Given records
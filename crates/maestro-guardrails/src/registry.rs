use std::collections::HashMap;
use std::sync::Arc;

use serde::{Deserialize, Serialize};
use serde_json::json;

use crate::checks::{MessageLengthCheck, PiiCheck, PromptInjectionCheck, UrlFilterCheck};
use crate::spec::{GuardrailEngine, GuardrailSpec, GuardrailStage};

/// One preset entry.
#[derive(Debug, Clone, Serialize, Deserialize)]
pub struct PresetEntry {
    pub guardrail_key: String,
    #[serde(default = "default_true")]
    pub enabled: bool,
    #[serde(default)]
    pub config: serde_json::Value,
}

#[derive(Debug, Clone, Serialize, Deserialize)]
pub struct GuardrailPreset {
    pub key: String,
    pub guardrails: Vec<PresetEntry>,
}

/// Specs and presets loaded at startup.
pub struct GuardrailRegistry {
    specs: HashMap<String, GuardrailSpec>,
    presets: HashMap<String, GuardrailPreset>,
}

impl GuardrailRegistry {
    pub fn new() -> Self {
        Self {
            specs: HashMap::new(),
            presets: HashMap::new(),
        }
    }

    /// Registry with every built-in check and the `default` preset.
    pub fn builtin() -> Self {
        let mut registry = Self::new();
        let pii = Arc::new(PiiCheck::new());

        registry.register(GuardrailSpec {
            key: "pii_detection_input".to_string(),
            display_name: "PII detection (input)".to_string(),
            description: "Blocks user input containing emails, SSNs, or card numbers".to_string(),
            stage: GuardrailStage::Input,
            engine: GuardrailEngine::Regex,
            default_config: json!({"entities": ["email", "us_ssn", "credit_card"]}),
            check: pii.clone(),
        });
        registry.register(GuardrailSpec {
            key: "pii_detection_output".to_string(),
            display_name: "PII detection (output)".to_string(),
            description: "Redacts emails, SSNs, and card numbers from model output".to_string(),
            stage: GuardrailStage::Output,
            engine: GuardrailEngine::Regex,
            default_config: json!({"entities": ["email", "us_ssn", "credit_card"]}),
            check: pii,
        });
        registry.register(GuardrailSpec {
            key: "url_filter_output".to_string(),
            display_name: "URL filter".to_string(),
            description: "Redacts links to disallowed domains from model output".to_string(),
            stage: GuardrailStage::Output,
            engine: GuardrailEngine::Regex,
            default_config: json!({"block_domains": [], "allow_domains": []}),
            check: Arc::new(UrlFilterCheck::new()),
        });
        registry.register(GuardrailSpec {
            key: "prompt_injection_input".to_string(),
            display_name: "Prompt injection heuristics".to_string(),
            description: "Blocks common jailbreak phrasings in user input".to_string(),
            stage: GuardrailStage::Input,
            engine: GuardrailEngine::Regex,
            default_config: json!({}),
            check: Arc::new(PromptInjectionCheck),
        });
        registry.register(GuardrailSpec {
            key: "message_length_pre_flight".to_string(),
            display_name: "Message length".to_string(),
            description: "Rejects oversized requests before any provider work".to_string(),
            stage: GuardrailStage::PreFlight,
            engine: GuardrailEngine::Regex,
            default_config: json!({"max_chars": 20000}),
            check: Arc::new(MessageLengthCheck),
        });

        registry.register_preset(GuardrailPreset {
            key: "default".to_string(),
            guardrails: vec![
                PresetEntry {
                    guardrail_key: "message_length_pre_flight".to_string(),
                    enabled: true,
                    config: serde_json::Value::Null,
                },
                PresetEntry {
                    guardrail_key: "pii_detection_output".to_string(),
                    enabled: true,
                    config: serde_json::Value::Null,
                },
            ],
        });
        registry
    }

    pub fn register(&mut self, spec: GuardrailSpec) {
        self.specs.insert(spec.key.clone(), spec);
    }

    pub fn register_preset(&mut self, preset: GuardrailPreset) {
        self.presets.insert(preset.key.clone(), preset);
    }

    pub fn get_spec(&self, key: &str) -> Option<&GuardrailSpec> {
        self.specs.get(key)
    }

    pub fn get_preset(&self, key: &str) -> Option<&GuardrailPreset> {
        self.presets.get(key)
    }

    pub fn list_specs(&self) -> Vec<&GuardrailSpec> {
        let mut specs: Vec<&GuardrailSpec> = self.specs.values().collect();
        specs.sort_by(|a, b| a.key.cmp(&b.key));
        specs
    }
}

impl Default for GuardrailRegistry {
    fn default() -> Self {
        Self::builtin()
    }
}

fn default_true() -> bool {
    true
}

Exercise instructions
Go through the entries above and count the lines containing the string "Option". Give only that number.

Answer for the task
2